[Excerpts from a dataset]

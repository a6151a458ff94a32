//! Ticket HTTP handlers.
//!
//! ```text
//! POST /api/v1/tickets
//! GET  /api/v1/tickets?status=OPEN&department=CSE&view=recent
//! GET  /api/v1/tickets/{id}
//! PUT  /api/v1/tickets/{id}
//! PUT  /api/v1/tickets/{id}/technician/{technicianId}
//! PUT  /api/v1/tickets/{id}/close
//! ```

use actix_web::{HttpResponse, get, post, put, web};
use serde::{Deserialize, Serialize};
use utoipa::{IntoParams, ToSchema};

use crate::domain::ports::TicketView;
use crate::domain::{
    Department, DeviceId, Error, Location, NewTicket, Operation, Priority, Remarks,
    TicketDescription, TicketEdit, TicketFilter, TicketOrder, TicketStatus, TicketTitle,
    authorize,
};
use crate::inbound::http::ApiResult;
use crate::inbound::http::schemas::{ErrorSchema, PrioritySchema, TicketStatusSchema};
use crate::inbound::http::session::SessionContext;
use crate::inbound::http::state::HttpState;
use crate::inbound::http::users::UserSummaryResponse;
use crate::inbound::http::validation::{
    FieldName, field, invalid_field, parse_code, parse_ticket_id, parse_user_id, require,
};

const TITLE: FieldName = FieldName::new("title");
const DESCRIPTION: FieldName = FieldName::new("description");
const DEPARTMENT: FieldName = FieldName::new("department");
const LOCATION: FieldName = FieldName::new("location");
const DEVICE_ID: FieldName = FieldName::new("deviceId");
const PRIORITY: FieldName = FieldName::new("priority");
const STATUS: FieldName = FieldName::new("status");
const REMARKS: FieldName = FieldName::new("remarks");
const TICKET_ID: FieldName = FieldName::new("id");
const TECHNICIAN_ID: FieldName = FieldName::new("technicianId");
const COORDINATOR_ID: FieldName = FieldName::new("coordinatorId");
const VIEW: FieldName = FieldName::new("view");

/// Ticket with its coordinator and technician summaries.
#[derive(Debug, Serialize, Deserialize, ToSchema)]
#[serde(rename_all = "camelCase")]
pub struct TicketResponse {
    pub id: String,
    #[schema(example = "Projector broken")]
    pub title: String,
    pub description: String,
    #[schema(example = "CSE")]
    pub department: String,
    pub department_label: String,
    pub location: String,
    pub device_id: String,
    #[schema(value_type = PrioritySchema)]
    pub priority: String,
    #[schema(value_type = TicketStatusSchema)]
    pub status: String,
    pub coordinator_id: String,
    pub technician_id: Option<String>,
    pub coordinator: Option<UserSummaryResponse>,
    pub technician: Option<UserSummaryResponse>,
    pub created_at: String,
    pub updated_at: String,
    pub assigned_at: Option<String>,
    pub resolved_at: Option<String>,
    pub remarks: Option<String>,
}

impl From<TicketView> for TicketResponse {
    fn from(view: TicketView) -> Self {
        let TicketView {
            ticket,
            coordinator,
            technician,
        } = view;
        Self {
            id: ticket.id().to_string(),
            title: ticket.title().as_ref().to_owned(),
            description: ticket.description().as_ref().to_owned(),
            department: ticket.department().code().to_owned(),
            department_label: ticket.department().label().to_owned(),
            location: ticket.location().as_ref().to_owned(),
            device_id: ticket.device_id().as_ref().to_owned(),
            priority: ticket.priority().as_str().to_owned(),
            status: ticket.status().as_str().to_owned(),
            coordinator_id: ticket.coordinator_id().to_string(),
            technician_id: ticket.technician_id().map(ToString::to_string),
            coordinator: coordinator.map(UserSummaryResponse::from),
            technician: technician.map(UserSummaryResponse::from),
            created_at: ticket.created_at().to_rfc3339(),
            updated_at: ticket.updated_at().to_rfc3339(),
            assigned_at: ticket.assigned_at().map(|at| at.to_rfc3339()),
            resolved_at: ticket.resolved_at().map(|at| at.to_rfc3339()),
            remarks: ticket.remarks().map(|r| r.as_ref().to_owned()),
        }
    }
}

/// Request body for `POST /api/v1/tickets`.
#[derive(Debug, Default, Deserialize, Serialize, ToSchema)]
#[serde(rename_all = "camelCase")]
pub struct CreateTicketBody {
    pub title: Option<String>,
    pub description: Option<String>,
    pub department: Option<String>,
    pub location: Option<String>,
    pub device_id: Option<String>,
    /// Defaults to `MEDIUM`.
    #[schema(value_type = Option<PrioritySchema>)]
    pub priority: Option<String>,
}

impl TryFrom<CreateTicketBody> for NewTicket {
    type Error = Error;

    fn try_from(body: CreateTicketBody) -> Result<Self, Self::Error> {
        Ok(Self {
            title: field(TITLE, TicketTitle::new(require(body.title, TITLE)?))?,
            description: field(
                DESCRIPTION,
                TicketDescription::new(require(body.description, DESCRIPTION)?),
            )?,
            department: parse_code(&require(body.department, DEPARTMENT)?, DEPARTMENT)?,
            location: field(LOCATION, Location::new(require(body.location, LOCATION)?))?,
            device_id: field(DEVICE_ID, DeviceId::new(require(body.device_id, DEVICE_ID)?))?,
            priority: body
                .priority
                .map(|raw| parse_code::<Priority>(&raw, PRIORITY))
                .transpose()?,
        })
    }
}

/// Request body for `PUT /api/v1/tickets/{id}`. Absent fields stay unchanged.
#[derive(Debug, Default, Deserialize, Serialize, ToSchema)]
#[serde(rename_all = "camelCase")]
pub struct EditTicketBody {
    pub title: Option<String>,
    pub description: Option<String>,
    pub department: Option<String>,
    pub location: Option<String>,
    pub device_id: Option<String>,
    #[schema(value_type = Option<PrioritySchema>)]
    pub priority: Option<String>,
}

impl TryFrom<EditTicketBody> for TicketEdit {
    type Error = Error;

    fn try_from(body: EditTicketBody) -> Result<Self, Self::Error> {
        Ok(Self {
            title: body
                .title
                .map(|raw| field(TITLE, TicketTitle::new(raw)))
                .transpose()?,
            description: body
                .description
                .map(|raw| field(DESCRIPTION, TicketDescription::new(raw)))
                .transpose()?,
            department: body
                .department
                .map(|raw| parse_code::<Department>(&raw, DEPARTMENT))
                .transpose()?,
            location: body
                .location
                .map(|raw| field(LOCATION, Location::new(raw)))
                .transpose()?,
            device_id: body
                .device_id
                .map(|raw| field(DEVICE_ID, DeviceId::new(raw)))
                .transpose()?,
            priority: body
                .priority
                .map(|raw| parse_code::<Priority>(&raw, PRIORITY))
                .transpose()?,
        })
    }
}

> Task goal: Find every line in the records above that holds the word "TicketStatusSchema", and copy each one.

> Written solution:
use crate::inbound::http::schemas::{ErrorSchema, PrioritySchema, TicketStatusSchema};
    #[schema(value_type = TicketStatusSchema)]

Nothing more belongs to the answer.